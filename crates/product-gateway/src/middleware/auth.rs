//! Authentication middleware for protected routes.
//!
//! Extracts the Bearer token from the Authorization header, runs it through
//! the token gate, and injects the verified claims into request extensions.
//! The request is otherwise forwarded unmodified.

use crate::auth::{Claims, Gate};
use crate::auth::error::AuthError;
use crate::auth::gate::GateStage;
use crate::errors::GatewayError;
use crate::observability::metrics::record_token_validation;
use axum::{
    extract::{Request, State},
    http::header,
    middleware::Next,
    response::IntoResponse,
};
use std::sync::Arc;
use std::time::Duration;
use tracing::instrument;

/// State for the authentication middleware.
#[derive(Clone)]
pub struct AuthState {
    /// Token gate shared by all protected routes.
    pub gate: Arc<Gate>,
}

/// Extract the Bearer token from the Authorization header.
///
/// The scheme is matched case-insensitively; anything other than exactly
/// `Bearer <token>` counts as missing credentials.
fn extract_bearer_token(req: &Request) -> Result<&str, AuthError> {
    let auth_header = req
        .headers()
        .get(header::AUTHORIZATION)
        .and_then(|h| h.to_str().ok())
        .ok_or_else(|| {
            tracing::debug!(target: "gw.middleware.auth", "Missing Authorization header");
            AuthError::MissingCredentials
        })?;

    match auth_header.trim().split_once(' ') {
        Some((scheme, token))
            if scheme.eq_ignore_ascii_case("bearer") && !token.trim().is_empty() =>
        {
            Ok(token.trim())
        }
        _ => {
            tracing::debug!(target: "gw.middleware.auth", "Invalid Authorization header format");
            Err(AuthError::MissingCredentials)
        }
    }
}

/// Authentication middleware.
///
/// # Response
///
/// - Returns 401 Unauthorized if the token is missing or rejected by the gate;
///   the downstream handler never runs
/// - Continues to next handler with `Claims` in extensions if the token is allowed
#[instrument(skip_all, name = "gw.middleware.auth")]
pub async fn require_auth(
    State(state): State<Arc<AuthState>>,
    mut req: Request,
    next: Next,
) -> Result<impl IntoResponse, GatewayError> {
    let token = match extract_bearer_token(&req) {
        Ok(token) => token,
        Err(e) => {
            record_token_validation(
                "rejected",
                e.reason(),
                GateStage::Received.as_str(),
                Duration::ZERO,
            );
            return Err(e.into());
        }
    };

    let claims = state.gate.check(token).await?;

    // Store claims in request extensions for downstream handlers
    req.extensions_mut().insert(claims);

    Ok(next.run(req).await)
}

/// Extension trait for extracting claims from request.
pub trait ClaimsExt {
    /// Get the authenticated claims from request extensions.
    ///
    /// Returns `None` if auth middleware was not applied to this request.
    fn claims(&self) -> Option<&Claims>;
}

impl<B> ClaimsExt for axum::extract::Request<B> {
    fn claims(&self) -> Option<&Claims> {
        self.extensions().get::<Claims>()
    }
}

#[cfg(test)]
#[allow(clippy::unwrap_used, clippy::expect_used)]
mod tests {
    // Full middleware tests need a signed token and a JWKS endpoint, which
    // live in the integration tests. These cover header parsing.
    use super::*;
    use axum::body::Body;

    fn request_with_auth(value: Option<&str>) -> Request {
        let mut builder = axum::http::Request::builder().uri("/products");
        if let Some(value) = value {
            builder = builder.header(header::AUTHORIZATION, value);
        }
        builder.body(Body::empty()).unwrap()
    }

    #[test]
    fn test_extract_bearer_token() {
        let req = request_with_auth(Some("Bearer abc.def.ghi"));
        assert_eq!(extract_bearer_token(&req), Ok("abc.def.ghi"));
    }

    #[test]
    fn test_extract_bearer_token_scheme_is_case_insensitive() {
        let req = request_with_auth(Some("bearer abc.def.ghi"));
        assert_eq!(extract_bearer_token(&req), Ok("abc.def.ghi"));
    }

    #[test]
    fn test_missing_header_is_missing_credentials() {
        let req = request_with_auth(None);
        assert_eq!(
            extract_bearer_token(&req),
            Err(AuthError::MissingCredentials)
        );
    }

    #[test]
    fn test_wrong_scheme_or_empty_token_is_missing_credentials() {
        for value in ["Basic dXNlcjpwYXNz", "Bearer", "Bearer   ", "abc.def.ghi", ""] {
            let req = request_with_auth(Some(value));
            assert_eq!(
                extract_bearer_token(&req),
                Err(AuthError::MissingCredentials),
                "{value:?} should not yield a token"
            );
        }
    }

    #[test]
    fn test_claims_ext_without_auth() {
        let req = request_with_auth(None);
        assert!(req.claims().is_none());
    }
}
________________________
## WHAT TO WORK ON
For this exercise, repeat exactly the lines of the data above from the one with "impl<B> ClaimsExt for" down to the one with "use axum::body::Body;", both end lines included.

## EXERCISE RESULT
impl<B> ClaimsExt for axum::extract::Request<B> {
    fn claims(&self) -> Option<&Claims> {
        self.extensions().get::<Claims>()
    }
}

#[cfg(test)]
#[allow(clippy::unwrap_used, clippy::expect_used)]
mod tests {
    // Full middleware tests need a signed token and a JWKS endpoint, which
    // live in the integration tests. These cover header parsing.
    use super::*;
    use axum::body::Body;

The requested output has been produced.